The National Bureau of Economic Research doesn't agree with the definition of a recession.
The NBER defines a recession as a decline in economic activity that lasts more than a few months. The bureau's economists don't use gross domestic product as a primary indicator.
The U.S. could see its second straight negative-growth period in the second quarter. Since 1948, there have been two consecutive quarters of negative GDP, but this may not be the case.
What's the reason? It's not easy.
Dean Baker, co- founder of the Center for Economic and Policy Research, said that the NBER would be a laughingstock if they said we had a recession. I can't imagine them thinking we're in a recession.
During the first half of the year, nonfarm payrolls grew an average of 457,000 a month. There are more than 11 million job openings and just over 6 million available workers to fill them.
There have been some negatives.
When adjusted for inflation, consumer spending on a dollar level has been solid, but it has been less so. The trade deficit hit a new high in March. Growth is hurt by the Bureau of Economic Analysis's measure of inventories lagging.
These are just details for economists to figure out. If the Q2 GDP number comes in negative, and the White House doesn't call a recession, it will cause confusion and anger among those who have been hit by surging inflation and a clear slowdown in aspects of the economy.
Sky-high prices, widespread product shortages, and warnings from companies like Walmart that profits are decreasing due to changing consumer habits make it feel like a recession.

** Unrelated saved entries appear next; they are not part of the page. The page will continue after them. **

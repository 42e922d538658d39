//! Prompt assembly for the analysis call.

use crate::llm::ChatMessage;
use repolens_analyze::{KeyFolder, ScoredFile};
use repolens_github::{CommitSummary, Contributor, IssueSummary, RepoFileEntry, RepoMetadata};
use std::collections::{BTreeMap, HashMap};
use std::fmt::Write as _;

pub const README_PROMPT_CHARS: usize = 4000;
pub const MAX_PROMPT_PATHS: usize = 400;
pub const EXCERPT_CHARS: usize = 1500;

const SYSTEM_PROMPT: &str = r#"You are a senior software engineer reviewing a GitHub repository.
Answer with a single JSON object and nothing else, using exactly this shape:
{
  "summary": "2-4 sentences on what the project does and for whom",
  "keyFiles": [{"path": "path from the file list", "purpose": "one line"}],
  "pipeline": "how data or control flows through the main components",
  "useCases": ["concrete use case"],
  "requirements": {
    "summary": "one paragraph on the dependency stack",
    "dependencies": [{"name": "", "version": "", "purpose": "", "status": "current|outdated|deprecated|unknown"}],
    "risks": ["dependency or setup risk"]
  },
  "health": {
    "status": "healthy|moderate|at-risk|unknown",
    "score": 0,
    "strengths": [""],
    "concerns": [""],
    "recommendations": [""]
  }
}
Only name key files that appear in the provided file list. Use at most 5 key files. The health score is an integer from 0 to 100."#;

/// Everything gathered about a repository before the model call.
#[derive(Debug, Clone, Copy)]
pub struct PromptInput<'a> {
    pub metadata: &'a RepoMetadata,
    pub languages: &'a BTreeMap<String, u64>,
    pub readme: Option<&'a str>,
    pub tree: &'a [RepoFileEntry],
    pub commits: &'a [CommitSummary],
    pub open_issues: usize,
    pub contributors: &'a [Contributor],
    pub ranked_files: &'a [ScoredFile],
    pub key_folders: &'a [KeyFolder],
    pub contents: &'a HashMap<String, String>,
}

/// First `max` characters of `text`, on a char boundary.
pub fn truncate_chars(text: &str, max: usize) -> &str {
    match text.char_indices().nth(max) {
        Some((idx, _)) => &text[..idx],
        None => text,
    }
}

/// Language shares as `Python 72.1%, Shell 27.9%`, largest first.
fn language_shares(languages: &BTreeMap<String, u64>) -> String {
    let total: u64 = languages.values().sum();
    if total == 0 {
        return "unknown".to_string();
    }
    let mut shares: Vec<(&String, &u64)> = languages.iter().collect();
    shares.sort_by(|a, b| b.1.cmp(a.1).then_with(|| a.0.cmp(b.0)));
    shares
        .into_iter()
        .map(|(name, bytes)| format!("{name} {:.1}%", *bytes as f64 * 100.0 / total as f64))
        .collect::<Vec<_>>()
        .join(", ")
}

pub fn build_messages(input: &PromptInput<'_>) -> Vec<ChatMessage> {
    vec![
        ChatMessage::system(SYSTEM_PROMPT),
        ChatMessage::user(build_user_prompt(input)),
    ]
}

pub fn build_user_prompt(input: &PromptInput<'_>) -> String {
    let meta = input.metadata;
    let mut out = String::new();

    // `write!` into a String cannot fail.
    let _ = writeln!(out, "Repository: {}", meta.full_name);
    if let Some(description) = meta.description.as_deref().filter(|d| !d.is_empty()) {
        let _ = writeln!(out, "Description: {description}");
    }
    let _ = writeln!(
        out,
        "Stars: {} | Forks: {} | Open issues: {}",
        meta.stars, meta.forks, input.open_issues
    );
    let _ = writeln!(out, "License: {}", meta.license.as_deref().unwrap_or("none"));
    if !meta.topics.is_empty() {
        let _ = writeln!(out, "Topics: {}", meta.topics.join(", "));
    }
    let _ = writeln!(out, "Languages: {}", language_shares(input.languages));
    let _ = writeln!(
        out,
        "Activity: {} recent commits (latest {}), {} contributors",
        input.commits.len(),
        input
            .commits
            .first()
            .and_then(|c| c.date.as_deref())
            .unwrap_or("unknown"),
        input.contributors.len()
    );

    out.push_str("\nREADME:\n");
    match input.readme.filter(|r| !r.trim().is_empty()) {
        Some(readme) => {
            out.push_str(truncate_chars(readme, README_PROMPT_CHARS));
            out.push('\n');
        }
        None => out.push_str("(no README)\n"),
    }

    let files: Vec<&str> = input
        .tree
        .iter()
        .filter(|e| e.is_file())
        .map(|e| e.path.as_str())
        .collect();
    let _ = writeln!(out, "\nFile list ({} files):", files.len());
    for path in files.iter().take(MAX_PROMPT_PATHS) {
        let _ = writeln!(out, "- {path}");
    }
    if files.len() > MAX_PROMPT_PATHS {
        let _ = writeln!(out, "... {} more", files.len() - MAX_PROMPT_PATHS);
    }

    if !input.ranked_files.is_empty() {
        out.push_str("\nLocally ranked key files:\n");
        for file in input.ranked_files {
            let _ = writeln!(out, "- {} (score {})", file.path, file.score);
        }
    }
    if !input.key_folders.is_empty() {
        out.push_str("\nKey folders:\n");
        for folder in input.key_folders {
            let _ = writeln!(out, "- {}/: {}", folder.path, folder.key_files.join(", "));
        }
    }

    for file in input.ranked_files {
        if let Some(content) = input.contents.get(&file.path) {
            let _ = write!(
                out,
                "\n--- {} ---\n{}\n",
                file.path,
                truncate_chars(content, EXCERPT_CHARS)
            );
        }
    }
    out
}
use anyhow::Result;
use std::path::PathBuf;
use std::time::Duration;

/// Analyses older than this are treated as expired.
pub const DEFAULT_CACHE_TTL_MS: u64 = 86_400_000; // 24 hours

const DEFAULT_MAX_RETRIES: u32 = 3;

/// Returns the user's home directory.
pub fn home_dir() -> Result<PathBuf> {
    #[cfg(unix)]
    if let Ok(home) = std::env::var("HOME") {
        return Ok(PathBuf::from(home));
    }
    dirs::home_dir().ok_or_else(|| anyhow::anyhow!("home directory not found"))
}

/// Returns the repolens data directory (`REPOLENS_HOME` or `~/.repolens`).
pub fn data_dir() -> Result<PathBuf> {
    if let Some(custom) = env_non_empty("REPOLENS_HOME") {
        return Ok(PathBuf::from(custom));
    }
    Ok(home_dir()?.join(".repolens"))
}

/// Returns the path to the optional configuration file.
pub fn config_file() -> Option<PathBuf> {
    data_dir().ok().map(|d| d.join("config.toml"))
}

/// Reads an environment variable, treating blank values as unset.
pub fn env_non_empty(key: &str) -> Option<String> {
    let raw = std::env::var(key).ok()?;
    let trimmed = raw.trim();
    if trimmed.is_empty() {
        None
    } else {
        Some(trimmed.to_string())
    }
}

/// Reads a numeric environment variable; unparsable values are ignored.
pub fn env_u64(key: &str) -> Option<u64> {
    env_non_empty(key).and_then(|v| v.parse::<u64>().ok())
}

/// Returns the retry budget from `REPOLENS_MAX_RETRIES`, falling back to `fallback` or 3.
pub fn env_max_retries(fallback: Option<u32>) -> u32 {
    env_non_empty("REPOLENS_MAX_RETRIES")
        .and_then(|v| v.parse::<u32>().ok())
        .or(fallback)
        .unwrap_or(DEFAULT_MAX_RETRIES)
}

/// Computes the analysis cache TTL using env var or the config file value.
pub fn cache_ttl(config_ttl_ms: Option<u64>) -> Duration {
    let env_ttl = env_u64("REPOLENS_CACHE_TTL_MS");
    Duration::from_millis(env_ttl.or(config_ttl_ms).unwrap_or(DEFAULT_CACHE_TTL_MS))
}

#[cfg(test)]
mod tests {
    use super::*;
    use repolens_test_utils::{env_guard, set_env_var};

    #[test]
    fn data_dir_defaults_to_home() {
        /*
        GIVEN no REPOLENS_HOME override
        WHEN resolving the data directory
        THEN it should sit under HOME
        */
        let _guard = env_guard();
        let temp = tempfile::tempdir().expect("tempdir");
        let _home = set_env_var("HOME", temp.path().to_str());
        let _custom = set_env_var("REPOLENS_HOME", None);

        assert_eq!(data_dir().unwrap(), temp.path().join(".repolens"));
        assert_eq!(
            config_file().unwrap(),
            temp.path().join(".repolens/config.toml")
        );
    }

    #[test]
    fn data_dir_respects_override() {
        let _guard = env_guard();
        let _custom = set_env_var("REPOLENS_HOME", Some("/tmp/repolens-test-home"));
        assert_eq!(
            data_dir().unwrap(),
            PathBuf::from("/tmp/repolens-test-home")
        );
    }

    #[test]
    fn blank_env_values_are_unset() {
        let _guard = env_guard();
        let _token = set_env_var("REPOLENS_TEST_BLANK", Some("   \t"));
        assert!(env_non_empty("REPOLENS_TEST_BLANK").is_none());
    }

    #[test]
    fn cache_ttl_prefers_env_then_config_then_default() {
        let _guard = env_guard();
        let _ttl = set_env_var("REPOLENS_CACHE_TTL_MS", None);
        assert_eq!(cache_ttl(None), Duration::from_millis(DEFAULT_CACHE_TTL_MS));
        assert_eq!(cache_ttl(Some(5_000)), Duration::from_millis(5_000));

        let _ttl = set_env_var("REPOLENS_CACHE_TTL_MS", Some("1000"));
        assert_eq!(cache_ttl(Some(5_000)), Duration::from_millis(1_000));
    }

    #[test]
    fn invalid_max_retries_falls_back() {
        let _guard = env_guard();
        let _retries = set_env_var("REPOLENS_MAX_RETRIES", Some("many"));
        assert_eq!(env_max_retries(None), 3);
        assert_eq!(env_max_retries(Some(5)), 5);

        let _retries = set_env_var("REPOLENS_MAX_RETRIES", Some("1"));
        assert_eq!(env_max_retries(Some(5)), 1);
    }
}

The Atlanta Federal Reserve's real-time tracker shows a decline in GDP in the second quarter of the year.
I don't think it's a big deal. Peter Boockvar is the chief investment officer at the Bleakley Advisory Group. The third quarter is going to be even weaker. Three quarters in a row of GDP contraction is possible. Does that mean we are in a downturn?
The Cambridge, Massachusetts-based NBER is a bit of a shadowy group, meeting in private and not making recession calls generally months after they begin. The Covid downturn began in February 2020 and ended in two months.
The government and most business news outlets use the NBER's rulings as a guide to determine expansions and contraction.
The organization uses six factors: real personal income minus transfer payments, nonfarm payrolls, employment, sales adjusted for price fluctuations and industrial production. CNBC requested comment from the NBER, but they didn't reply.
Tim Quinlan, senior economist at Wells Fargo, said in a client note that the definition is involved. It is difficult to define a recession and how deep it is throughout the economy.
Quinlan said the data points can be broken down into four different groups.
He said that the economy has never been in a recession. The economy is not yet in recession despite the fact that we don't have real sales through May.
The next question will be if the NBER calls a recession soon.
Boockvar thinks a recession is inevitable, with the NBER declaration just a matter of time. He said that he wouldn't be surprised if the start of the recession was later.
Baker is worried that Federal Reserve interest rate increases aimed at controlling inflation and slowing the economy could lead to a downturn.
He is certain that the first half of the year did not show a recession.
Were we in a recession at the beginning of the year? That just doesn't make sense. I respect the people who work at the NBER. They are not going to say that is a recession.